=== MATERIAL FOR THIS EXERCISE ===
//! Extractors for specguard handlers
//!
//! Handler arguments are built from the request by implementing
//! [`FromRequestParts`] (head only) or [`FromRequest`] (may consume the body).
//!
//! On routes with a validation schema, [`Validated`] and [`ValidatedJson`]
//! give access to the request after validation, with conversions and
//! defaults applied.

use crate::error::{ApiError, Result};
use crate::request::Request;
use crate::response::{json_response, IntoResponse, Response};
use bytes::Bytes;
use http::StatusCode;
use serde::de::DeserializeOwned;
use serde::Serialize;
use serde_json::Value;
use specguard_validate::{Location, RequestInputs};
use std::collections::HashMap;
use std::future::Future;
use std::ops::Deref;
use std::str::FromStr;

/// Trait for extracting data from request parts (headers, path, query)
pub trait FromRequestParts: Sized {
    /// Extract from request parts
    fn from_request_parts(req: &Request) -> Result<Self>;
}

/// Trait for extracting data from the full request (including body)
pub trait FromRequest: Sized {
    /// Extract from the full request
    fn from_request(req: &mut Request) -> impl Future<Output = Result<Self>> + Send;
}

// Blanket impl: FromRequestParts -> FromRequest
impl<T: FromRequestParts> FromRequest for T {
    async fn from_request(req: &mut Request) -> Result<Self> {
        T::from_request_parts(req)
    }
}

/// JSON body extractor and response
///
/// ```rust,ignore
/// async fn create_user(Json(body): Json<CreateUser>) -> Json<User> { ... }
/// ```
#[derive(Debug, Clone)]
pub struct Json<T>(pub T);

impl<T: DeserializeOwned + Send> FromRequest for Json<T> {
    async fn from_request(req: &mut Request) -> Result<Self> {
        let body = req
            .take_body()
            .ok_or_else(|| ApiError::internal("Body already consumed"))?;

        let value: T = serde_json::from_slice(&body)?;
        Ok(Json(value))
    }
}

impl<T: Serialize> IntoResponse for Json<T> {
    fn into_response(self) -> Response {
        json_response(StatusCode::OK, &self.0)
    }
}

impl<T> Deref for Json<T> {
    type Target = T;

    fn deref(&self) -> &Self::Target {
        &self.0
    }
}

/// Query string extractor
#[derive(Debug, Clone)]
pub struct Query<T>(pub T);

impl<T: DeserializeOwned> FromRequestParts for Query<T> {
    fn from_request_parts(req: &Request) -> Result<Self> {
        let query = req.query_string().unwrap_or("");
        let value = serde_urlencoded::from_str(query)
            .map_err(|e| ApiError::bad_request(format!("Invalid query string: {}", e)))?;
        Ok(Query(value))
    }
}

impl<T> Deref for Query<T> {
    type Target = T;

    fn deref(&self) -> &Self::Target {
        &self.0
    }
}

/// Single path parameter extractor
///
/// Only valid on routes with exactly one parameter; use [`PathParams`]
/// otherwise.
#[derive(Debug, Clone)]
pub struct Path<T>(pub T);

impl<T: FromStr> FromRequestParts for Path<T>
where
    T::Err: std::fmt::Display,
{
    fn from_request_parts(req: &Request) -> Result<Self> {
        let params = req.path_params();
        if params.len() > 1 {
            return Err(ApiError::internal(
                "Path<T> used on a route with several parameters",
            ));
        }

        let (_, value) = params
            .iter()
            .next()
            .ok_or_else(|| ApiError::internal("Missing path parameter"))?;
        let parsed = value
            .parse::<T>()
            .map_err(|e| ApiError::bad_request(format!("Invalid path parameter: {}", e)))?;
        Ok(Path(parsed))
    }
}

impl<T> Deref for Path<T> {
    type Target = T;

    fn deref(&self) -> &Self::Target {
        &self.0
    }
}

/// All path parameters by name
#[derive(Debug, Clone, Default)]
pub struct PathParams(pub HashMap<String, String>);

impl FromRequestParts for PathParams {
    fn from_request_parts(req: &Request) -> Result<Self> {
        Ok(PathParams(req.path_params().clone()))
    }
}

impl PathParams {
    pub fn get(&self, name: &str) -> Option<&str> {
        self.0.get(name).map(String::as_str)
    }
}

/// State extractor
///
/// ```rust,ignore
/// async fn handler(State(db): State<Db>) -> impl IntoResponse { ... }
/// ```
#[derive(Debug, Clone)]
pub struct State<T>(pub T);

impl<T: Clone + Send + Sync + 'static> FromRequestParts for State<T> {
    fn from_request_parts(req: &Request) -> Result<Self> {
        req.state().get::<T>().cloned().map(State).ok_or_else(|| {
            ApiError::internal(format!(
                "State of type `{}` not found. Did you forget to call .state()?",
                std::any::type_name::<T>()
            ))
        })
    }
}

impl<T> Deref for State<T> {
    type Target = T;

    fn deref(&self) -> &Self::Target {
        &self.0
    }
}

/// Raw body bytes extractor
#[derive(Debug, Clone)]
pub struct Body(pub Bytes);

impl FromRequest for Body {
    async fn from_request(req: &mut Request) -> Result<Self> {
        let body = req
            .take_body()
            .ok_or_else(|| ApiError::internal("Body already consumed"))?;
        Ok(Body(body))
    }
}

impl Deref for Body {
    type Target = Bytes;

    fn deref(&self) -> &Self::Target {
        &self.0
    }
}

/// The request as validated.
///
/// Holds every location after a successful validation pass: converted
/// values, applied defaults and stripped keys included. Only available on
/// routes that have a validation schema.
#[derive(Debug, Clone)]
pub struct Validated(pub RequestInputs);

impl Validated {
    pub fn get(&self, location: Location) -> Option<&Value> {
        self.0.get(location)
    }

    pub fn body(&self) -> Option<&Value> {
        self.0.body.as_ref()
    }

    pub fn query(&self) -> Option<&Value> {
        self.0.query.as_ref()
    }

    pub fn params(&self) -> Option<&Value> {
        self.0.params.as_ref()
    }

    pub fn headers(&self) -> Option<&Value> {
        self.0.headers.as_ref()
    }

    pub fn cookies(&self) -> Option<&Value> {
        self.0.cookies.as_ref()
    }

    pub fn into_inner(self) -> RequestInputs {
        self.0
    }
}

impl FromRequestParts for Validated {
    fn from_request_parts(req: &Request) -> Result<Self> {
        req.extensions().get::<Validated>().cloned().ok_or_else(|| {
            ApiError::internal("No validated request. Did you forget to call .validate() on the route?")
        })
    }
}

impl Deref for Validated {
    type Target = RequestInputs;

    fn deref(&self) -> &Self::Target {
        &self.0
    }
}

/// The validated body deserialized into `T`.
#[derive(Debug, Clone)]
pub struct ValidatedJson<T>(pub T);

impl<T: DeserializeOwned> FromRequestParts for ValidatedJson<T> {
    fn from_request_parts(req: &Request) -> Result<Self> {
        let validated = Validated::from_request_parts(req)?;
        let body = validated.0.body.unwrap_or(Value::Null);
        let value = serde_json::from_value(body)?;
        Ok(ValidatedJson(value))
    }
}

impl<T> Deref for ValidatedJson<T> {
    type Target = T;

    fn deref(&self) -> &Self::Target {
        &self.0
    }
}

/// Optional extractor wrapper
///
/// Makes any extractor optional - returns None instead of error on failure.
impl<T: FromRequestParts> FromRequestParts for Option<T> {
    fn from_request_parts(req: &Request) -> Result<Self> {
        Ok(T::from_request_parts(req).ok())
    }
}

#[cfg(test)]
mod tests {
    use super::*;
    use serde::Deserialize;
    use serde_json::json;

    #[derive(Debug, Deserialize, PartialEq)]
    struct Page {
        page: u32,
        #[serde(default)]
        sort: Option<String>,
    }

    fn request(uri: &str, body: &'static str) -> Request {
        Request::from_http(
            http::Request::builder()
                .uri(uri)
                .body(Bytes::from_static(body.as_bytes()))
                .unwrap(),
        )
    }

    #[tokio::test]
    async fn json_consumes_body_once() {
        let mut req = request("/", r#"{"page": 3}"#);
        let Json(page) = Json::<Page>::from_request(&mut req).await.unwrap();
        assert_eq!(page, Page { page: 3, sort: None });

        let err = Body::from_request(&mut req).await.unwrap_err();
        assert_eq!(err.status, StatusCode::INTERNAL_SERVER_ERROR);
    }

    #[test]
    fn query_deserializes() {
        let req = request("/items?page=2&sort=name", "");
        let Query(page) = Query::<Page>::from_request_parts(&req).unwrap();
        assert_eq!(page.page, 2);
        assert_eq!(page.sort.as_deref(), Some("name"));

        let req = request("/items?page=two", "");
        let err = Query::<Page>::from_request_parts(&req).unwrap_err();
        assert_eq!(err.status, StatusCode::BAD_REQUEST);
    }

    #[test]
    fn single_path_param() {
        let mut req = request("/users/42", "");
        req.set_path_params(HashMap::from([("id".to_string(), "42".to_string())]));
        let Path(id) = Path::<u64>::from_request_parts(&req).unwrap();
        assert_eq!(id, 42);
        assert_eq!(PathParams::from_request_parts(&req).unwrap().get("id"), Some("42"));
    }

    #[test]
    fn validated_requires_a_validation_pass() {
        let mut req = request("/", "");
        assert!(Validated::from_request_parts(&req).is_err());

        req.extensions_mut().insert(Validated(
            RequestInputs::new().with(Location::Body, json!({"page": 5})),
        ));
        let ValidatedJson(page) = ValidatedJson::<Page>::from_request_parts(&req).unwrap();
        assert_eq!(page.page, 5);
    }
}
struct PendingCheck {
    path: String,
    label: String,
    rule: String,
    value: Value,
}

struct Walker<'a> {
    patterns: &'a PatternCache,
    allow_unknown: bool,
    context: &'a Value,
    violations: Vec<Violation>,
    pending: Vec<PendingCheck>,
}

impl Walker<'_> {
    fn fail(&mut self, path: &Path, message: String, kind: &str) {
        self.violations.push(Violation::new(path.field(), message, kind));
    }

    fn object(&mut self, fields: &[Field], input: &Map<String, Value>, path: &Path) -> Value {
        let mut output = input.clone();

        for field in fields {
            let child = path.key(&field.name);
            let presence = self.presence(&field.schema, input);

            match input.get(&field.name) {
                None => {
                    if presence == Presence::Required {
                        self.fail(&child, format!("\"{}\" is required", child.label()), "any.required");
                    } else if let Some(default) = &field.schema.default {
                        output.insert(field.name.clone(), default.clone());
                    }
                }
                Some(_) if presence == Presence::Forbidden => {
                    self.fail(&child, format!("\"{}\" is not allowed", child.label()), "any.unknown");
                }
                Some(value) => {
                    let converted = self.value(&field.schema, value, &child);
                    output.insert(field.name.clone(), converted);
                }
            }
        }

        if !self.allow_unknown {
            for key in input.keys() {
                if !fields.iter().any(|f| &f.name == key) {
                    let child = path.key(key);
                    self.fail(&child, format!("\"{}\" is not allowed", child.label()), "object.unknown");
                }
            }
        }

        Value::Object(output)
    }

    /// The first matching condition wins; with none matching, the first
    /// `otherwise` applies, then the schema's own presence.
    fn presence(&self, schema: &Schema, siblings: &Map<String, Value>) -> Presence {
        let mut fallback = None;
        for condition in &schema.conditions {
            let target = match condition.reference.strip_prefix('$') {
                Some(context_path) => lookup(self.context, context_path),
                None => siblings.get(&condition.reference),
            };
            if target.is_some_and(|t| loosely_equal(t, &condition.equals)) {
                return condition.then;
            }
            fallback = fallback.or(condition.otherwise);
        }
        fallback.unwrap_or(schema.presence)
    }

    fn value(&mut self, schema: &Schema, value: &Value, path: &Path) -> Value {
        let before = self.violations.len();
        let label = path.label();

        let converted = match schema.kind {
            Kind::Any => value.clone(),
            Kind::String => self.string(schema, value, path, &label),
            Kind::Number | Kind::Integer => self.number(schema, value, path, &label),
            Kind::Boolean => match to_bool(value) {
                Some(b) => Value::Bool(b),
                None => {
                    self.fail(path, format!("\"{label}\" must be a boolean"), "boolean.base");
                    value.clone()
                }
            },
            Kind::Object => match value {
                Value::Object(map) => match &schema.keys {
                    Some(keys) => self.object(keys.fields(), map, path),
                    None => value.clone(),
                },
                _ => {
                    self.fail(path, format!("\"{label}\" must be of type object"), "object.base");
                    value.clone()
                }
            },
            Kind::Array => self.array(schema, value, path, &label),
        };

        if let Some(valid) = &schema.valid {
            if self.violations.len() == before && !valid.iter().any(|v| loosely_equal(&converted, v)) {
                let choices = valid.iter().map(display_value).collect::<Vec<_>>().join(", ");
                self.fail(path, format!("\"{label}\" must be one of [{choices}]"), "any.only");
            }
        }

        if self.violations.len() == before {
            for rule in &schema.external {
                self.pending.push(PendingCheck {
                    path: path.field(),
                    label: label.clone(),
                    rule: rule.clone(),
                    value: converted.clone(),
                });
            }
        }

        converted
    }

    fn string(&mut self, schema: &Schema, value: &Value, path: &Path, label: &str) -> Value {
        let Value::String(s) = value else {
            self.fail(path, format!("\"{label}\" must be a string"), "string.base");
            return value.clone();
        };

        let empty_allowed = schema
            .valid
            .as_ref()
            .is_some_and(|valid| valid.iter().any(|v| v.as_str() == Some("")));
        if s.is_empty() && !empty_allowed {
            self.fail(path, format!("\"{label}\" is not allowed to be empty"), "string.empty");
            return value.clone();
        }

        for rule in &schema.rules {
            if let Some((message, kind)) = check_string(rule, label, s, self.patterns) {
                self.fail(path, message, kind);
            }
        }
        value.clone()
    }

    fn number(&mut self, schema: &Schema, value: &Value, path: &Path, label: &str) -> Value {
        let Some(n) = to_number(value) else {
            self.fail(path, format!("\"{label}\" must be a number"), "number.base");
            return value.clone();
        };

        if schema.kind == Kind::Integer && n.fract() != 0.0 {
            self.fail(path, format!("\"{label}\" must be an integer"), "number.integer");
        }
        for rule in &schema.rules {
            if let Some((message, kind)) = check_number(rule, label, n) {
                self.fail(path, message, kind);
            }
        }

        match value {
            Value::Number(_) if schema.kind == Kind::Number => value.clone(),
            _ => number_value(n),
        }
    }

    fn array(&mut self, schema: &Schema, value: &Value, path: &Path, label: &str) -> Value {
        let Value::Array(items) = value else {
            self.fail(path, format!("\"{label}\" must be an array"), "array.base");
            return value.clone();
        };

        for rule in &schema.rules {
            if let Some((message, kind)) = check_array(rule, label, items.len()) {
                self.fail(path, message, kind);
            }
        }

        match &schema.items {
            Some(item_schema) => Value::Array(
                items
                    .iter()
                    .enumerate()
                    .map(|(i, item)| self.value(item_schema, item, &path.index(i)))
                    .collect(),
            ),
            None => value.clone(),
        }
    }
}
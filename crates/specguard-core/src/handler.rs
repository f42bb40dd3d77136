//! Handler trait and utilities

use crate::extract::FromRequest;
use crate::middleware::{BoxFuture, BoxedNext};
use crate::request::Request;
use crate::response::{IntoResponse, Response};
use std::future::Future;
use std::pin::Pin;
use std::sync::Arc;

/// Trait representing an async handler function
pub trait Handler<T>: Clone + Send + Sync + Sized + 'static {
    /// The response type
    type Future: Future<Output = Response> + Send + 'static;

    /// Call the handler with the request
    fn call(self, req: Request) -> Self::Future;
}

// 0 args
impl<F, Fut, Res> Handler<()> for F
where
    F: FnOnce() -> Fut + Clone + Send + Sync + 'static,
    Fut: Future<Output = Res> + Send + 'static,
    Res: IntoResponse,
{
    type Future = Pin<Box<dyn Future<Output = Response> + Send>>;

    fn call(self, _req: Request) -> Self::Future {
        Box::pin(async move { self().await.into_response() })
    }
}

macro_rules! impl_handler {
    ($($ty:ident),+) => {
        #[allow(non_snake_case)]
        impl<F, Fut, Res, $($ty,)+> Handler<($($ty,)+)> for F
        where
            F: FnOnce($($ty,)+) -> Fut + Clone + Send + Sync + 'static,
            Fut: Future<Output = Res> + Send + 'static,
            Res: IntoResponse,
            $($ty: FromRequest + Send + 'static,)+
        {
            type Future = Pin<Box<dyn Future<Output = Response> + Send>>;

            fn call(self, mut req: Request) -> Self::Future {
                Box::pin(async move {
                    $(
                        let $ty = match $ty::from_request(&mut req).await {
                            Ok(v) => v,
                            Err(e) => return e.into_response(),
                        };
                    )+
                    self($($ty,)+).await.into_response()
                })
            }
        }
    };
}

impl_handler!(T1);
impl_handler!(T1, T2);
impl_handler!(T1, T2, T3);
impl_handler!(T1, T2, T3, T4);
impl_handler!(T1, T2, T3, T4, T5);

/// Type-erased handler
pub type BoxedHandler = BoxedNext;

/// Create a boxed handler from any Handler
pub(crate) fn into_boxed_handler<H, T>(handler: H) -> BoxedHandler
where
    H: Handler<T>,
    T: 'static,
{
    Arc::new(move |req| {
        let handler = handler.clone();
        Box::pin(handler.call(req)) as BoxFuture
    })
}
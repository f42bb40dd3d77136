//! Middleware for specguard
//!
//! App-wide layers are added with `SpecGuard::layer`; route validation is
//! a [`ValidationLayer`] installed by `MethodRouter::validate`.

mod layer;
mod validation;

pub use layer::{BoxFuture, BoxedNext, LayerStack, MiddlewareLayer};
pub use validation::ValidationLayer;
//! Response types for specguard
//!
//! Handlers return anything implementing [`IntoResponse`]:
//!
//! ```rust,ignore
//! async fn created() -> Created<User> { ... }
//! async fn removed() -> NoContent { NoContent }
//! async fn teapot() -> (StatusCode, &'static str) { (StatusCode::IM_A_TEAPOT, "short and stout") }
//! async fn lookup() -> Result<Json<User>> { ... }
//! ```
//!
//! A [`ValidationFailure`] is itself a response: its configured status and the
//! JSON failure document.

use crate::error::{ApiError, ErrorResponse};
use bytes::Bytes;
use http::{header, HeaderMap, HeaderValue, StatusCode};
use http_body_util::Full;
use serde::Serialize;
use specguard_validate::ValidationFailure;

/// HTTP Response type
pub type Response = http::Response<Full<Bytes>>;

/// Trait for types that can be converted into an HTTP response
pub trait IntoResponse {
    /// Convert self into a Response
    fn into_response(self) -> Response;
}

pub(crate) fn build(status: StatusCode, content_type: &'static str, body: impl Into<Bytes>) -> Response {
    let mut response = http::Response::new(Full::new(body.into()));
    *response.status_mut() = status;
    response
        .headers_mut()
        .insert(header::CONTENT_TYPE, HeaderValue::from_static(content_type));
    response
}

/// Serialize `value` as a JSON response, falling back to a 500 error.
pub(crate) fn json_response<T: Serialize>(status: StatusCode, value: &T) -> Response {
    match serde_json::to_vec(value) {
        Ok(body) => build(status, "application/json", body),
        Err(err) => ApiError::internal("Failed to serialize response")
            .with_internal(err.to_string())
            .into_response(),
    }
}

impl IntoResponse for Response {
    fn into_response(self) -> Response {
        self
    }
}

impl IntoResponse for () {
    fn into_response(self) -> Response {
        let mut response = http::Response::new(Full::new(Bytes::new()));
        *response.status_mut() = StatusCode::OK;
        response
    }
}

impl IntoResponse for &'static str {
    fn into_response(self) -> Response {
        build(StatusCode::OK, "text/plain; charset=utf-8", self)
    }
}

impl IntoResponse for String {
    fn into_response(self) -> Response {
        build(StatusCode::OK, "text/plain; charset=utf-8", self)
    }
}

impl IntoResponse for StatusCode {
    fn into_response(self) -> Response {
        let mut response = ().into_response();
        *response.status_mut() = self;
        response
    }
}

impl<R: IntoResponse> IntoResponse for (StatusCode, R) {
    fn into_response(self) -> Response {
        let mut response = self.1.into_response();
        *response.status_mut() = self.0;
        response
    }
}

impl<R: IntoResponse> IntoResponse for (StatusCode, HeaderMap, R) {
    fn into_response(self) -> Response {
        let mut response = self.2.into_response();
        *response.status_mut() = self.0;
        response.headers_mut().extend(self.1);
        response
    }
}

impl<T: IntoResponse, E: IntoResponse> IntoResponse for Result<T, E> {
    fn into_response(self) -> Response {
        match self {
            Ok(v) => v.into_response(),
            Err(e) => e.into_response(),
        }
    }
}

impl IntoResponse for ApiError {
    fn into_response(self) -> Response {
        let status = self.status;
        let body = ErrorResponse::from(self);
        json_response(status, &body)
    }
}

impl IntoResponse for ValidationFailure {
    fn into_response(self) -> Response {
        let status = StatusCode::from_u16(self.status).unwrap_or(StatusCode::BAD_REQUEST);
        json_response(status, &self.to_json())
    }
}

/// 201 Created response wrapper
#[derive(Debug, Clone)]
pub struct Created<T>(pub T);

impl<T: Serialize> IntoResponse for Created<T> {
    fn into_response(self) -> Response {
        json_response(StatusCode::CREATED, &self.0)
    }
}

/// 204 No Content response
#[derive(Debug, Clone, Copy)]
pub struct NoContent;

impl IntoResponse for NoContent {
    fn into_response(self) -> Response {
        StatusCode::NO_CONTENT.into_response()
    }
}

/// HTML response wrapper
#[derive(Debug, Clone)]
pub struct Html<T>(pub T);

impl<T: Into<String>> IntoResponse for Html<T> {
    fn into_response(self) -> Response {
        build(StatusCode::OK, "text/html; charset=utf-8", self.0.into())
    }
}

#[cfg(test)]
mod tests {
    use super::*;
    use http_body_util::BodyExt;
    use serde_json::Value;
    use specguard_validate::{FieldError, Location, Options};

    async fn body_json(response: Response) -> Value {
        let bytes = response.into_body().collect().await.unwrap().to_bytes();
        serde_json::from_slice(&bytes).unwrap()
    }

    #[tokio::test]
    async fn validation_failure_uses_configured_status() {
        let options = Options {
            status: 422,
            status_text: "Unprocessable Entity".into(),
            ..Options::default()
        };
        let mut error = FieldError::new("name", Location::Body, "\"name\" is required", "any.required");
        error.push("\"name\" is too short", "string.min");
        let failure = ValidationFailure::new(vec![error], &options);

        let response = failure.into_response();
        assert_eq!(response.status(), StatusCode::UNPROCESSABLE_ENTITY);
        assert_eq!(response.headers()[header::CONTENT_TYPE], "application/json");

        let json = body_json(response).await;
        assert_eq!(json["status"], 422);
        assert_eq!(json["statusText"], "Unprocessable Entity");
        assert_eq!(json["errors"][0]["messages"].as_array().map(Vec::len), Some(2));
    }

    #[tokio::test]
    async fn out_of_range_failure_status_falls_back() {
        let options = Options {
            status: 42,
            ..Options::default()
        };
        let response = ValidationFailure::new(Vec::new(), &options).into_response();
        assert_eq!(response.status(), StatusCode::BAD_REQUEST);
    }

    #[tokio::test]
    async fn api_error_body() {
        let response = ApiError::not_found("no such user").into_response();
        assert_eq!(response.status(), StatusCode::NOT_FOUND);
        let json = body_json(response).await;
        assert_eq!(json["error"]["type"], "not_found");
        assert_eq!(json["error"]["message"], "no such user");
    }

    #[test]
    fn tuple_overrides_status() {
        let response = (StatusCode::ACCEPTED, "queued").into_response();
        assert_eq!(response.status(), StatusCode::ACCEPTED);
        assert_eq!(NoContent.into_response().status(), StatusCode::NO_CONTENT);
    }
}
===
**ASSIGNMENT:**
Return the span of lines in the data above that opens at the line with "Ok(Path(parsed))" and closes at the line with "pub struct PathParams(pub", exactly, ends included, nothing else.

**SOLUTION TO THIS PROBLEM:**
        Ok(Path(parsed))
    }
}

impl<T> Deref for Path<T> {
    type Target = T;

    fn deref(&self) -> &Self::Target {
        &self.0
    }
}

/// All path parameters by name
#[derive(Debug, Clone, Default)]
pub struct PathParams(pub HashMap<String, String>);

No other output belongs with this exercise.